▸ Provided records
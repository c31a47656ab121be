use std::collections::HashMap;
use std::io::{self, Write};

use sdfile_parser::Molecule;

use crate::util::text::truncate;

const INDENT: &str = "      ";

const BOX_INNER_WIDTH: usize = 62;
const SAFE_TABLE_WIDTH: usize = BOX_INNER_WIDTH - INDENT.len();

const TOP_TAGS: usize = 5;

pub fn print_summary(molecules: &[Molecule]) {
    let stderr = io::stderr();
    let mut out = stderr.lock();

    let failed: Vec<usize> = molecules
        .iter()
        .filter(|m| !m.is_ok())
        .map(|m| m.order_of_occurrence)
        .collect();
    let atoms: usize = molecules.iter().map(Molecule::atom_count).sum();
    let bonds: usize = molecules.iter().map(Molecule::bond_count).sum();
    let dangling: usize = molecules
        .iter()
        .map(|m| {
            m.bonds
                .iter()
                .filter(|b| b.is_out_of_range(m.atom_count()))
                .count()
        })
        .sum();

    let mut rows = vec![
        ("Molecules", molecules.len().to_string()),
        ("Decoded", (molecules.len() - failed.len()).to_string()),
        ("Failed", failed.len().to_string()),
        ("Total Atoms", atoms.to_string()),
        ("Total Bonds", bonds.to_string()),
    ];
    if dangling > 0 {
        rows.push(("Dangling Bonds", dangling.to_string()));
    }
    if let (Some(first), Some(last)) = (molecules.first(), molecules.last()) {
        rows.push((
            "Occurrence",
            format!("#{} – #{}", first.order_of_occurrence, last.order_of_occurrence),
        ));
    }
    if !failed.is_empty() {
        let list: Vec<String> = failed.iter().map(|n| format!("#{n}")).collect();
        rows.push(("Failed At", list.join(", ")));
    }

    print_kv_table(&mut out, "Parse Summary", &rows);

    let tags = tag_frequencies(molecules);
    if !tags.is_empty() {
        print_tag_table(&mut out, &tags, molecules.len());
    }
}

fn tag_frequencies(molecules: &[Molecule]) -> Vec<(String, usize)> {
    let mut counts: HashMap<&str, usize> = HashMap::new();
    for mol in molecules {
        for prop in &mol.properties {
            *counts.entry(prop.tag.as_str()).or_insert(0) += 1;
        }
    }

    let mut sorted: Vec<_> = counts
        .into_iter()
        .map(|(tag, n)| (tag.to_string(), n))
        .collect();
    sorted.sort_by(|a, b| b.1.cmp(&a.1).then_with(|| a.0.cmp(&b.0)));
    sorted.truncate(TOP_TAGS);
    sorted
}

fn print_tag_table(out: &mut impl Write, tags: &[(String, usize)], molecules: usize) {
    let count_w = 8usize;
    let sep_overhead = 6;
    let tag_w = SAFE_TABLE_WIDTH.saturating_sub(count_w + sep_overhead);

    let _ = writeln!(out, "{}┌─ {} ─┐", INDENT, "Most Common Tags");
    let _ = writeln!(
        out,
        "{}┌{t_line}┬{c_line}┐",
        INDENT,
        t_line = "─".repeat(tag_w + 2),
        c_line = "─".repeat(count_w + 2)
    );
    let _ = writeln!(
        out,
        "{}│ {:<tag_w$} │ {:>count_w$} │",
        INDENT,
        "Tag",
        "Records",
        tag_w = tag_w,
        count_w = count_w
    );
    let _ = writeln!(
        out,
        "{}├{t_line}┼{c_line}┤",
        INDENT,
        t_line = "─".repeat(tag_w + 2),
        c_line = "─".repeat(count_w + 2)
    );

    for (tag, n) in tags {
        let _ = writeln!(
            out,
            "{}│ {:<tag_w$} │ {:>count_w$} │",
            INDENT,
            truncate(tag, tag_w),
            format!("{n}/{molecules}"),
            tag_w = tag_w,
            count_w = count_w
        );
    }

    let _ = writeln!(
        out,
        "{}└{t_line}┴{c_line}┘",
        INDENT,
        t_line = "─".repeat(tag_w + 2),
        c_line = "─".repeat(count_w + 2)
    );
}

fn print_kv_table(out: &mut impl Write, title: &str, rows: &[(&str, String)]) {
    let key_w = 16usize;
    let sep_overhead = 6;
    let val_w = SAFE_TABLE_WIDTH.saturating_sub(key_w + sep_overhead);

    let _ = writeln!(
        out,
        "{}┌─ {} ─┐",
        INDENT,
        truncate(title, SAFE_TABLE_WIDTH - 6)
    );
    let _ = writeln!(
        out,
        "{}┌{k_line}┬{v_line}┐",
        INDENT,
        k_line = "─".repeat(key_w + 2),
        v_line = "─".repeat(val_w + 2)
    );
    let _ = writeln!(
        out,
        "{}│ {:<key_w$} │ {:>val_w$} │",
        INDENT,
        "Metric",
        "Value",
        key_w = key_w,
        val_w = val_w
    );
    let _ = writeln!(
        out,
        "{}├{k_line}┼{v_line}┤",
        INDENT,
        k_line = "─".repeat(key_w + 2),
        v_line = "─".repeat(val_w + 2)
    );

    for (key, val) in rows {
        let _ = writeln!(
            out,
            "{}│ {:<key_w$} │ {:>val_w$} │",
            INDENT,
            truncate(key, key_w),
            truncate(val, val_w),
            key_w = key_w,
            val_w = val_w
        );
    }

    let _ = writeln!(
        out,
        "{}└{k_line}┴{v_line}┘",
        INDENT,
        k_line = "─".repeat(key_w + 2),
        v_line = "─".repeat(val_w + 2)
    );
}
...
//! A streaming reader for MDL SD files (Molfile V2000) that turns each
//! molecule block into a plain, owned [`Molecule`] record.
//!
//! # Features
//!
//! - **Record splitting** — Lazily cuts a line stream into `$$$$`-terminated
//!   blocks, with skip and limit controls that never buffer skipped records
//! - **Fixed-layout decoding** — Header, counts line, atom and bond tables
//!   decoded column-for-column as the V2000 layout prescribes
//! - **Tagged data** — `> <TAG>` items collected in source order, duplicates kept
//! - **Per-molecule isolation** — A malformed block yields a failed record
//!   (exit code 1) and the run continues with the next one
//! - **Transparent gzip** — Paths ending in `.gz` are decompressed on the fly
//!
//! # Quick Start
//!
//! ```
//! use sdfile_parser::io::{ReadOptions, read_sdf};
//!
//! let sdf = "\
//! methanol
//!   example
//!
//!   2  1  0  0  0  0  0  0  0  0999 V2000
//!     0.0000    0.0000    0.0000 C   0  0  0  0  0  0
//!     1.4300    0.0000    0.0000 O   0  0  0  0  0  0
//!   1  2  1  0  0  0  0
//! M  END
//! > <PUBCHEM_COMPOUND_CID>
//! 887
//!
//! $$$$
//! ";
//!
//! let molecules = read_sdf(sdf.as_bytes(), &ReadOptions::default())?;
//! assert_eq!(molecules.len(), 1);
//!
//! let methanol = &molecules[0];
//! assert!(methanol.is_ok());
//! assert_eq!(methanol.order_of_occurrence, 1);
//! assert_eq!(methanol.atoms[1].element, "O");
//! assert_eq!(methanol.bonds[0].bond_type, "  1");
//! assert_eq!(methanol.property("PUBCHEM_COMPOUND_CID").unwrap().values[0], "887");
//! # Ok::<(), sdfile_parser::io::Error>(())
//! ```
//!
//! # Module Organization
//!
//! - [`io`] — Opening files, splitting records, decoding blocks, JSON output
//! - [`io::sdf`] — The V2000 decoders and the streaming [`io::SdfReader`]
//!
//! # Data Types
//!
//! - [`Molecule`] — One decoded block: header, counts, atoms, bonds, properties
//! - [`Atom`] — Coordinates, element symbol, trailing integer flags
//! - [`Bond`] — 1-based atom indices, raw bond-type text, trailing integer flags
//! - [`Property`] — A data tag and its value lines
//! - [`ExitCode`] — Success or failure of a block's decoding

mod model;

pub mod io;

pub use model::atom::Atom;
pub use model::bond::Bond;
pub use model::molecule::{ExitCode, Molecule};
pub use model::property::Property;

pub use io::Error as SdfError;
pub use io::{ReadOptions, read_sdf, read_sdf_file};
---
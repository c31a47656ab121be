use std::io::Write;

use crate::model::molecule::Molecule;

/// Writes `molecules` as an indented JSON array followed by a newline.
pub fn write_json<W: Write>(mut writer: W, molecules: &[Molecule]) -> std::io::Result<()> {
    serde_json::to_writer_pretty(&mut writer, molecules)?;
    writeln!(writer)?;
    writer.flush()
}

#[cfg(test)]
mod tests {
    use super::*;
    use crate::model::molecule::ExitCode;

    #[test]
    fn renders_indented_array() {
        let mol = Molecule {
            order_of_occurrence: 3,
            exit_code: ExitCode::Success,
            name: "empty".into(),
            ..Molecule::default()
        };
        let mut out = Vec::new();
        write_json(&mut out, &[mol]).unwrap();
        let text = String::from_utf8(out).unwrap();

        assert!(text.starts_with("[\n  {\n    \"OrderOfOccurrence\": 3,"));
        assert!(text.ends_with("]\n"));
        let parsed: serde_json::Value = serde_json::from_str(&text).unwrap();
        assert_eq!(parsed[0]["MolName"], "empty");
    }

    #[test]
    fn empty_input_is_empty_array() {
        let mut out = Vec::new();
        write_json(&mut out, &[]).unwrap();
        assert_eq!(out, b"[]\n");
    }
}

▸ Action item
Wherever the string "Error" appears in the data above, report the whole line.

▸ Exercise result
//! # Ok::<(), sdfile_parser::io::Error>(())
pub use io::Error as SdfError;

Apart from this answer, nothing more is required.